Spoiler Alert: You still need good credit, even in retirement.
“Remember that credit is money.” Benjamin Franklin.
The third Thursday in October is “Get Smart About Credit Day.” Yes, there is such a thing. Also, yes, it’s needed. While the national day focuses on responsible credit habits for young people, older Americans shouldn’t ignore promoted practices. Even during retirement, good credit is still salient.
You might think that your hard work towards good credit habits has paid off once you head into retirement. You may also feel your obligation to build responsible credit is fulfilled, but that is not entirely true; even if you are mortgage-free and don’t plan to apply for car loans or other credit, your credit score matters. At some point, you may want to downsize, move into a retirement community or eldercare facility. Often those changes will involve verification that you can afford and maintain monthly charges. While it may not seem like you need credit now, you know things can change by this point in your life.

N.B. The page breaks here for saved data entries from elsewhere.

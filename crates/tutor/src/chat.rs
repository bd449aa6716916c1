//! Per-lesson conversation handle kept in the session cache.

use studyhall_api::{LessonMessage, MessageRole};

use crate::model::{Content, FunctionDeclaration, GenerateRequest, Part, Role, ToolMode};

/// Turns replayed to the model; older ones fall off.
pub const MAX_HISTORY_MESSAGES: usize = 40;

const MATERIALS_PREAMBLE: &str = "The study materials for this lesson are attached.";
const MATERIALS_ACK: &str = "Thanks, I have the materials and will use them.";

#[derive(Debug, Clone)]
pub struct ChatSession {
    pub owner_id: String,
    pub system_instruction: String,
    /// Uploaded material file parts, sent ahead of the conversation.
    pub files: Vec<Part>,
    pub history: Vec<Content>,
    /// Materials that could not be attached when the session was built.
    pub failed_materials: Vec<String>,
}

impl ChatSession {
    pub fn new(
        owner_id: &str,
        system_instruction: String,
        files: Vec<Part>,
        failed_materials: Vec<String>,
    ) -> Self {
        Self {
            owner_id: owner_id.to_string(),
            system_instruction,
            files,
            history: Vec::new(),
            failed_materials,
        }
    }

    /// Rebuild model history from a stored message log. Quiz widgets are
    /// replayed as a short text note.
    pub fn seed_history(&mut self, messages: &[LessonMessage]) {
        let start = messages.len().saturating_sub(MAX_HISTORY_MESSAGES);
        self.history = messages[start..]
            .iter()
            .map(|m| match m.role {
                MessageRole::User => Content::user_text(m.content.clone()),
                MessageRole::Assistant => Content::model_text(assistant_text(m)),
            })
            .collect();
    }

    /// Request for the next turn. History is not modified until
    /// [`ChatSession::record_turn`] so a failed call leaves it untouched.
    pub fn request(
        &self,
        user_message: &str,
        tools: Vec<FunctionDeclaration>,
        tool_mode: ToolMode,
    ) -> GenerateRequest {
        let mut contents = Vec::with_capacity(self.history.len() + 3);
        if !self.files.is_empty() {
            let mut parts = vec![Part::Text(MATERIALS_PREAMBLE.to_string())];
            parts.extend(self.files.iter().cloned());
            contents.push(Content {
                role: Role::User,
                parts,
            });
            contents.push(Content::model_text(MATERIALS_ACK));
        }
        contents.extend(self.history.iter().cloned());
        contents.push(Content::user_text(user_message));
        GenerateRequest {
            system_instruction: self.system_instruction.clone(),
            contents,
            tools,
            tool_mode,
        }
    }

    pub fn record_turn(&mut self, user_message: &str, assistant: &LessonMessage) {
        self.history.push(Content::user_text(user_message));
        self.history
            .push(Content::model_text(assistant_text(assistant)));
        if self.history.len() > MAX_HISTORY_MESSAGES {
            let excess = self.history.len() - MAX_HISTORY_MESSAGES;
            self.history.drain(..excess);
        }
    }
}

fn assistant_text(message: &LessonMessage) -> String {
    match &message.quiz {
        Some(quiz) => {
            let note = format!(
                "[Quiz \"{}\" with {} questions was shown to the student]",
                quiz.title,
                quiz.questions.len()
            );
            if message.content.trim().is_empty() {
                note
            } else {
                format!("{}\n{note}", message.content)
            }
        }
        None => message.content.clone(),
    }
}

#[cfg(test)]
mod tests {
    use super::*;
    use studyhall_api::{QuestionKind, Quiz, QuizQuestion};

    fn message(role: MessageRole, content: &str, quiz: Option<Quiz>) -> LessonMessage {
        LessonMessage {
            id: uuid::Uuid::new_v4().to_string(),
            role,
            content: content.to_string(),
            quiz,
            created_at: "2026-01-01T00:00:00Z".into(),
        }
    }

    #[test]
    fn request_prepends_files_and_appends_user_turn() {
        let session = ChatSession::new(
            "u1",
            "system".into(),
            vec![Part::File {
                mime_type: "application/pdf".into(),
                uri: "files/1".into(),
            }],
            Vec::new(),
        );
        let req = session.request("what is ATP?", Vec::new(), ToolMode::Auto);
        assert_eq!(req.system_instruction, "system");
        assert_eq!(req.contents.len(), 3);
        assert_eq!(req.contents[0].parts.len(), 2);
        assert_eq!(req.contents[1].role, Role::Model);
        assert_eq!(req.contents[2], Content::user_text("what is ATP?"));
        assert!(session.history.is_empty());
    }

    #[test]
    fn seeded_history_replays_quiz_as_text() {
        let quiz = Quiz {
            id: "q1".into(),
            title: "Cells".into(),
            questions: vec![QuizQuestion {
                kind: QuestionKind::TrueFalse,
                prompt: "?".into(),
                options: vec!["True".into(), "False".into()],
                answer_index: 0,
                explanation: None,
            }],
        };
        let mut session = ChatSession::new("u1", String::new(), Vec::new(), Vec::new());
        session.seed_history(&[
            message(MessageRole::User, "quiz me", None),
            message(MessageRole::Assistant, "", Some(quiz)),
        ]);
        assert_eq!(session.history.len(), 2);
        assert_eq!(
            session.history[1],
            Content::model_text("[Quiz \"Cells\" with 1 questions was shown to the student]")
        );
    }

    #[test]
    fn history_is_capped() {
        let mut session = ChatSession::new("u1", String::new(), Vec::new(), Vec::new());
        let reply = message(MessageRole::Assistant, "ok", None);
        for i in 0..MAX_HISTORY_MESSAGES {
            session.record_turn(&format!("turn {i}"), &reply);
        }
        assert_eq!(session.history.len(), MAX_HISTORY_MESSAGES);
        assert_eq!(
            session.history.last(),
            Some(&Content::model_text("ok"))
        );
    }
}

Most people are aware that your borrowing habits and credit history are critical in determining both the ability to get a loan and the available interest rates. However, you might not naturally expect that your credit profile can be important in other ways. Your credit score can indicate other habits you have and can come into play for insurance premiums or get a part-time retirement job. A low credit score can lead to higher premiums or possibly being passed up for a job opportunity.
Money.com recently published an article “Does My Credit Score Matter in Retirement?”, according to the Vice President of the National Foundation for Credit Counseling, it is essential to maintain a good credit score later in life. He notes that your credit score is likely to be a factor, whether you’re 80 years old or 18 years old. The good news is that the best strategies for sustaining good credit are mostly the same across age groups and similar to the good habits you developed while building your credit. For decades things like making timely payments and keeping credit balances low have been important and still are. Continue to maintain those habits. Older Americans should also keep in mind your credit score awards your credit history’s length. Seniors should generally avoid closing long-standing accounts. It is also good practice to make occasional purchases with a credit card, especially if you have paid off all of your other debts. A lapse in credit activity can also hurt your score.
As unfortunate as it is, the need for monitoring your credit is a sign of the times and essential for maintaining a good score. Just as you would strive to protect yourself and your family, you need to protect your credit record too. Here are a few tips to consider.
Under the Fair Credit Reporting Act (FRCA), each of the three credit agencies must provide you with a free copy of your credit report once every 12 months. Just as you review your credit card statement for erroneous charges, you should check your credit report. It is a good practice to pull your information at least once per year. You should report any discrepancies immediately.
You can be a bit more proactive and consider a credit monitoring service. You can think of this as your security system; when the alarm system is triggered, it sounds out alerts. Several
companies offer this service, many of which charge a fee. If you are looking for a free option, consider CreditKarma.com. The only downside with Credit Karma is that it only monitors two of the three reporting agencies.
Are you looking for the most comprehensive protection? How about a credit freeze? While it is the most comprehensive, it also requires the most work on your behalf. The system works by placing a block on anyone accessing your credit report. For you to access your credit, you can temporarily permit financial institutions to process an application for checking & savings accounts, credit cards, lines of credit, or loans by providing a pin to unfreeze your credit. The $10 fee is waived if you are at least 65 years old or can show you have been a victim of identity theft. The inconvenience of a few extra steps is a small price to pay for the extra security freezing your credit provides.
As Benjamin Franklin said, “Remember that credit is money”, I will further that statement, even in retirement. Keep your good credit habits and monitor your credit; it’s worth something!
This material is provided as a courtesy and for educational purposes only. Please consult your investment professional, legal or tax advisor for specific information pertaining to your situation.